**WHAT THE TASK REQUIRES:** Each entry below should be reproduced character for character.

──────── EXERCISE MATERIAL

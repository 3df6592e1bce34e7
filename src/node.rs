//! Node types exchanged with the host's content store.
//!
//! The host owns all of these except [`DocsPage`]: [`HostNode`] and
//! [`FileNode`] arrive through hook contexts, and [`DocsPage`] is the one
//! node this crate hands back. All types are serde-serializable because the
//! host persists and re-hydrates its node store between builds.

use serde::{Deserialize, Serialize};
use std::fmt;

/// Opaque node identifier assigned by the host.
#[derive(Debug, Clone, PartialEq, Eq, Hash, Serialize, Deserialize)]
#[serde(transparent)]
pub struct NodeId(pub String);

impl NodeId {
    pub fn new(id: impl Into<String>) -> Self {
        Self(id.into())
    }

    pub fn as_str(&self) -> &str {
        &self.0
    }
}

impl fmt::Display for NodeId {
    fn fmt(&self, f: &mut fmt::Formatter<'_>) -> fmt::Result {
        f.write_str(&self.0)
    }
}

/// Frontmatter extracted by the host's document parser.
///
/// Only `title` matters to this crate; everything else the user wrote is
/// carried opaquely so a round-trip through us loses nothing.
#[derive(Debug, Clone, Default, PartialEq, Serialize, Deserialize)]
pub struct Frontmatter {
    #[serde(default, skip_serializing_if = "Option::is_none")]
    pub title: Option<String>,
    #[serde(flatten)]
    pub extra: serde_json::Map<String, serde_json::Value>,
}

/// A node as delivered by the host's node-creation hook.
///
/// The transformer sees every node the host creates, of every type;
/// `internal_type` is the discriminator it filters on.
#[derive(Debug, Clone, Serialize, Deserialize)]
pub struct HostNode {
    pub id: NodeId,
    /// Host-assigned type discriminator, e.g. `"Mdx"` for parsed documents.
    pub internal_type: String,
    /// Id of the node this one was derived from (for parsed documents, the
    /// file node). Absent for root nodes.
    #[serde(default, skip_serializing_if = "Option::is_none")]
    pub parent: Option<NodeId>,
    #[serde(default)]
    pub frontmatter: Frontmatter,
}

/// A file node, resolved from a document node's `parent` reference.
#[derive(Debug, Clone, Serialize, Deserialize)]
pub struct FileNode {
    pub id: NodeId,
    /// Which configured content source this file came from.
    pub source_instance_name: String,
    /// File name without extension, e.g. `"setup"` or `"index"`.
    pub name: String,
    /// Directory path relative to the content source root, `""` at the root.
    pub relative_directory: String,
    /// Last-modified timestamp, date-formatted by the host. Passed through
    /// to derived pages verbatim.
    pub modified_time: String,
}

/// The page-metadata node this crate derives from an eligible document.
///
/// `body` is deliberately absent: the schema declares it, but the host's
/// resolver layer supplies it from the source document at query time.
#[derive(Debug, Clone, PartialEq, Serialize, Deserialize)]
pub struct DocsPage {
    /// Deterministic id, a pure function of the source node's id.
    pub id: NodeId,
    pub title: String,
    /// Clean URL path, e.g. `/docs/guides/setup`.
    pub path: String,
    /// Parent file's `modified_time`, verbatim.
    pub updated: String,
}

────────────────

**FINISHED TASK:**
repository 3df6592e1bce34e7
filename src/node.rs
//! Node types exchanged with the host's content store.
//!
//! The host owns all of these except [`DocsPage`]: [`HostNode`] and
//! [`FileNode`] arrive through hook contexts, and [`DocsPage`] is the one
//! node this crate hands back. All types are serde-serializable because the
//! host persists and re-hydrates its node store between builds.

use serde::{Deserialize, Serialize};
use std::fmt;

/// Opaque node identifier assigned by the host.
#[derive(Debug, Clone, PartialEq, Eq, Hash, Serialize, Deserialize)]
#[serde(transparent)]
pub struct NodeId(pub String);

impl NodeId {
    pub fn new(id: impl Into<String>) -> Self {
        Self(id.into())
    }

    pub fn as_str(&self) -> &str {
        &self.0
    }
}

impl fmt::Display for NodeId {
    fn fmt(&self, f: &mut fmt::Formatter<'_>) -> fmt::Result {
        f.write_str(&self.0)
    }
}

/// Frontmatter extracted by the host's document parser.
///
/// Only `title` matters to this crate; everything else the user wrote is
/// carried opaquely so a round-trip through us loses nothing.
#[derive(Debug, Clone, Default, PartialEq, Serialize, Deserialize)]
pub struct Frontmatter {
    #[serde(default, skip_serializing_if = "Option::is_none")]
    pub title: Option<String>,
    #[serde(flatten)]
    pub extra: serde_json::Map<String, serde_json::Value>,
}

/// A node as delivered by the host's node-creation hook.
///
/// The transformer sees every node the host creates, of every type;
/// `internal_type` is the discriminator it filters on.
#[derive(Debug, Clone, Serialize, Deserialize)]
pub struct HostNode {
    pub id: NodeId,
    /// Host-assigned type discriminator, e.g. `"Mdx"` for parsed documents.
    pub internal_type: String,
    /// Id of the node this one was derived from (for parsed documents, the
    /// file node). Absent for root nodes.
    #[serde(default, skip_serializing_if = "Option::is_none")]
    pub parent: Option<NodeId>,
    #[serde(default)]
    pub frontmatter: Frontmatter,
}

/// A file node, resolved from a document node's `parent` reference.
#[derive(Debug, Clone, Serialize, Deserialize)]
pub struct FileNode {
    pub id: NodeId,
    /// Which configured content source this file came from.
    pub source_instance_name: String,
    /// File name without extension, e.g. `"setup"` or `"index"`.
    pub name: String,
    /// Directory path relative to the content source root, `""` at the root.
    pub relative_directory: String,
    /// Last-modified timestamp, date-formatted by the host. Passed through
    /// to derived pages verbatim.
    pub modified_time: String,
}

/// The page-metadata node this crate derives from an eligible document.
///
/// `body` is deliberately absent: the schema declares it, but the host's
/// resolver layer supplies it from the source document at query time.
#[derive(Debug, Clone, PartialEq, Serialize, Deserialize)]
pub struct DocsPage {
    /// Deterministic id, a pure function of the source node's id.
    pub id: NodeId,
    pub title: String,
    /// Clean URL path, e.g. `/docs/guides/setup`.
    pub path: String,
    /// Parent file's `modified_time`, verbatim.
    pub updated: String,
}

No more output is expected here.